Lessons from Glucocorticoids, Metformin, and Dimethyl Fumarate: Could Targeting Immunometabolism Lead to Better Anti-Inflammatory Therapies?

Abstract

Emerging evidence suggests that alterations in immunometabolism contribute to pathogenesis of inflammatory diseases, providing potential therapeutic targets. Anti-inflammatory drugs such as glucocorticoids, metformin, and dimethyl fumarate (DMF) modulate key immunometabolic pathways. Glucocorticoids boost itaconate production, which exerts anti-inflammatory effects via multiple targets, including by modification of cysteines on inflammatory proteins.

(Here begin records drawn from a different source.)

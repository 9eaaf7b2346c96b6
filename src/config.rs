use std::path::PathBuf;

// ---------------------------------------------------------------------------
// Fixed tuning constants
// ---------------------------------------------------------------------------

/// Column names tried, in order, before scanning for any string column.
pub const TEXT_COLUMN_CANDIDATES: &[&str] = &["text", "description", "query", "prompt", "content"];

/// Substrings that mark a row as positive for the keyword heuristic.
pub const HEURISTIC_KEYWORDS: &[&str] = &[
    "java",
    "python",
    "sql",
    "javascript",
    "react",
    "collaborat",
    "team",
    "lead",
    "manager",
    "stakeholder",
    "customer",
];

pub const MAX_FEATURES: usize = 5000;
pub const NGRAM_RANGE: (usize, usize) = (1, 2);
pub const DECISION_THRESHOLD: f64 = 0.5;
pub const MIN_TRAINING_ROWS: usize = 5;
pub const MAX_ITERATIONS: usize = 1000;
pub const REGULARIZATION_C: f64 = 1.0;
pub const TOLERANCE: f64 = 1e-4;

// ---------------------------------------------------------------------------
// PredictorConfig
// ---------------------------------------------------------------------------

/// Everything the prediction core needs besides the table itself.
#[derive(Debug, Clone)]
pub struct PredictorConfig {
    pub text_candidates: &'static [&'static str],
    pub keywords: &'static [&'static str],
    /// Vocabulary cap, most frequent terms first.
    pub max_features: usize,
    /// Inclusive (min, max) n-gram lengths.
    pub ngram_range: (usize, usize),
    /// P(positive) at or above this is predicted as 1.
    pub threshold: f64,
    /// Below this many labeled rows the heuristic is used instead.
    pub min_training_rows: usize,
    pub max_iterations: usize,
    /// Inverse L2 regularization strength.
    pub regularization_c: f64,
    pub tolerance: f64,
}

impl Default for PredictorConfig {
    fn default() -> Self {
        Self {
            text_candidates: TEXT_COLUMN_CANDIDATES,
            keywords: HEURISTIC_KEYWORDS,
            max_features: MAX_FEATURES,
            ngram_range: NGRAM_RANGE,
            threshold: DECISION_THRESHOLD,
            min_training_rows: MIN_TRAINING_ROWS,
            max_iterations: MAX_ITERATIONS,
            regularization_c: REGULARIZATION_C,
            tolerance: TOLERANCE,
        }
    }
}

// ---------------------------------------------------------------------------
// RunConfig
// ---------------------------------------------------------------------------

/// One batch run, decoupled from the command-line parser.
#[derive(Debug, Clone)]
pub struct RunConfig {
    pub input: PathBuf,
    pub output: PathBuf,
    pub text_column: Option<String>,
    pub label_column: Option<String>,
    pub predictor: PredictorConfig,
}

Metformin, known for inhibiting gluconeogenesis in type 2 diabetes, also blocks mitochondrial Complex I and increases GDF-15, a regulator of food intake with anti-inflammatory properties, which may explain effects of metformin on inflammation. DMF, like itaconate, modifies cysteines on target proteins, notably KEAP1, leading to Nrf2 activation, which induces antioxidant enzymes and suppresses inflammatory gene expression. These immunometabolic actions suggest that targeting immune cell metabolism could provide new strategies for treating autoimmune diseases. This review explores recent advances in itaconate, GDF-15, and Nrf2 signaling and how harnessing these pathways may lead to novel anti-inflammatory therapies for patients with inflammatory diseases.